▶ **WHAT THE EXERCISE ASKS**:
From the entries, filter out every line that lacks "ParentNotFound" and copy the rest.

▶ **DATA LISTING**:

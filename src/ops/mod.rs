// SPDX-FileCopyrightText: 2026 Bruno Meilick
// SPDX-License-Identifier: LicenseRef-Dryad-FreeUse-NoCopy-NoDerivatives
//
// All rights reserved.
//
// This file is part of Dryad and is proprietary software.
// Unauthorized copying, modification, or distribution is prohibited.

//! Mutation operations for the document forest.
//!
//! Operations are applied with optimistic concurrency (revision checks) and
//! produce a minimal delta that the UI uses to refresh derived state. A batch
//! either applies completely or leaves the forest untouched.

use std::collections::HashSet;
use std::fmt;

use crate::model::{
    Forest, NodeId, NodeKind, ReparentError, SetKindError, SetTagError, TagNameError,
};

#[derive(Debug, Clone, PartialEq, Eq)]
pub enum Op {
    Create {
        tag: String,
        value: String,
        kind: NodeKind,
        parent_id: Option<NodeId>,
    },
    SetTag {
        node_id: NodeId,
        tag: String,
    },
    SetValue {
        node_id: NodeId,
        value: String,
    },
    SetKind {
        node_id: NodeId,
        kind: NodeKind,
    },
    Reparent {
        node_id: NodeId,
        new_parent_id: Option<NodeId>,
    },
    Remove {
        node_id: NodeId,
    },
    Clear,
}

#[derive(Debug, Clone, PartialEq, Eq)]
pub struct ApplyResult {
    pub new_rev: u64,
    pub applied: usize,
    pub delta: Delta,
}

/// Minimal delta describing which nodes changed as the result of applying ops.
///
/// Intentionally coarse: added/removed/updated ids only, each list sorted and
/// deduplicated. Removing a subtree records every removed descendant.
#[derive(Debug, Clone, PartialEq, Eq, Default)]
pub struct Delta {
    pub added: Vec<NodeId>,
    pub removed: Vec<NodeId>,
    pub updated: Vec<NodeId>,
}

#[derive(Debug, Default)]
struct DeltaBuilder {
    added: HashSet<NodeId>,
    removed: HashSet<NodeId>,
    updated: HashSet<NodeId>,
}

impl DeltaBuilder {
    fn record_added(&mut self, node_id: NodeId) {
        self.removed.remove(&node_id);
        self.updated.remove(&node_id);
        self.added.insert(node_id);
    }

    fn record_removed(&mut self, node_id: NodeId) {
        self.added.remove(&node_id);
        self.updated.remove(&node_id);
        self.removed.insert(node_id);
    }

    fn record_updated(&mut self, node_id: NodeId) {
        if self.added.contains(&node_id) || self.removed.contains(&node_id) {
            return;
        }
        self.updated.insert(node_id);
    }

    fn finish(self) -> Delta {
        let mut added = self.added.into_iter().collect::<Vec<_>>();
        let mut removed = self.removed.into_iter().collect::<Vec<_>>();
        let mut updated = self.updated.into_iter().collect::<Vec<_>>();

        added.sort_unstable();
        removed.sort_unstable();
        updated.sort_unstable();

        Delta {
            added,
            removed,
            updated,
        }
    }
}

#[derive(Debug, Clone, PartialEq, Eq)]
pub enum ApplyError {
    Conflict {
        base_rev: u64,
        current_rev: u64,
    },
    NotFound {
        node_id: NodeId,
    },
    InvalidTagName {
        name: String,
        reason: TagNameError,
    },
    SectionHasChildren {
        node_id: NodeId,
    },
    ParentNotFound {
        node_id: NodeId,
    },
    ParentIsLeaf {
        node_id: NodeId,
    },
    WouldCycle {
        node_id: NodeId,
        parent_id: NodeId,
    },
}

impl fmt::Display for ApplyError {
    fn fmt(&self, f: &mut fmt::Formatter<'_>) -> fmt::Result {
        match self {
            Self::Conflict {
                base_rev,
                current_rev,
            } => {
                write!(f, "stale base_rev (base_rev={base_rev}, current_rev={current_rev})")
            }
            Self::NotFound { node_id } => write!(f, "node not found (id={node_id})"),
            Self::InvalidTagName { name, reason } => {
                write!(f, "invalid tag name {name:?}: {reason}")
            }
            Self::SectionHasChildren { node_id } => {
                write!(f, "section {node_id} still has children and cannot become a leaf")
            }
            Self::ParentNotFound { node_id } => {
                write!(f, "target parent not found (id={node_id})")
            }
            Self::ParentIsLeaf { node_id } => write!(f, "target parent {node_id} is a leaf"),
            Self::WouldCycle { node_id, parent_id } => write!(
                f,
                "cannot move node {node_id} under {parent_id}: target is inside its own subtree"
            ),
        }
    }
}

impl std::error::Error for ApplyError {}

/// Applies a batch of ops against the forest at `base_rev`.
///
/// On success the forest's revision is bumped exactly once. On any error the
/// forest is left exactly as it was (ops stage against a clone).
pub fn apply_ops(
    forest: &mut Forest,
    base_rev: u64,
    ops: &[Op],
) -> Result<ApplyResult, ApplyError> {
    let current_rev = forest.rev();
    if base_rev != current_rev {
        return Err(ApplyError::Conflict {
            base_rev,
            current_rev,
        });
    }

    if ops.is_empty() {
        return Ok(ApplyResult {
            new_rev: current_rev,
            applied: 0,
            delta: Delta::default(),
        });
    }

    let mut staged = forest.clone();
    let mut delta = DeltaBuilder::default();

    for op in ops {
        apply_op(&mut staged, op, &mut delta)?;
    }

    staged.bump_rev();
    let new_rev = staged.rev();
    *forest = staged;

    Ok(ApplyResult {
        new_rev,
        applied: ops.len(),
        delta: delta.finish(),
    })
}

fn apply_op(forest: &mut Forest, op: &Op, delta: &mut DeltaBuilder) -> Result<(), ApplyError> {
    match op {
        Op::Create {
            tag,
            value,
            kind,
            parent_id,
        } => {
            let node_id = forest.create(tag.as_str(), value.clone(), *kind, *parent_id);
            delta.record_added(node_id);
        }
        Op::SetTag { node_id, tag } => {
            forest.set_tag(*node_id, tag).map_err(|err| match err {
                SetTagError::NotFound { id } => ApplyError::NotFound { node_id: id },
                SetTagError::InvalidName { name, reason } => {
                    ApplyError::InvalidTagName { name, reason }
                }
            })?;
            delta.record_updated(*node_id);
        }
        Op::SetValue { node_id, value } => {
            if !forest.set_value(*node_id, value.clone()) {
                return Err(ApplyError::NotFound { node_id: *node_id });
            }
            delta.record_updated(*node_id);
        }
        Op::SetKind { node_id, kind } => {
            forest.set_kind(*node_id, *kind).map_err(|err| match err {
                SetKindError::NotFound { id } => ApplyError::NotFound { node_id: id },
                SetKindError::SectionHasChildren { id } => {
                    ApplyError::SectionHasChildren { node_id: id }
                }
            })?;
            delta.record_updated(*node_id);
        }
        Op::Reparent {
            node_id,
            new_parent_id,
        } => {
            forest
                .reparent(*node_id, *new_parent_id)
                .map_err(|err| match err {
                    ReparentError::NotFound { id } => ApplyError::NotFound { node_id: id },
                    ReparentError::ParentNotFound { id } => {
                        ApplyError::ParentNotFound { node_id: id }
                    }
                    ReparentError::ParentIsLeaf { id } => ApplyError::ParentIsLeaf { node_id: id },
                    ReparentError::WouldCycle { id, parent_id } => ApplyError::WouldCycle {
                        node_id: id,
                        parent_id,
                    },
                })?;
            delta.record_updated(*node_id);
        }
        Op::Remove { node_id } => {
            let Some(node) = forest.find(*node_id) else {
                return Err(ApplyError::NotFound { node_id: *node_id });
            };
            record_subtree_removed(node, delta);
            forest.delete(*node_id);
        }
        Op::Clear => {
            for root in forest.roots() {
                record_subtree_removed(root, delta);
            }
            forest.clear();
        }
    }
    Ok(())
}

fn record_subtree_removed(node: &crate::model::Node, delta: &mut DeltaBuilder) {
    delta.record_removed(node.id());
    for child in node.children() {
        record_subtree_removed(child, delta);
    }
}

#[cfg(test)]
mod tests;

▶ **EXERCISE OUTPUT**:
    ParentNotFound {
            Self::ParentNotFound { node_id } => {
                    ReparentError::ParentNotFound { id } => {
                        ApplyError::ParentNotFound { node_id: id }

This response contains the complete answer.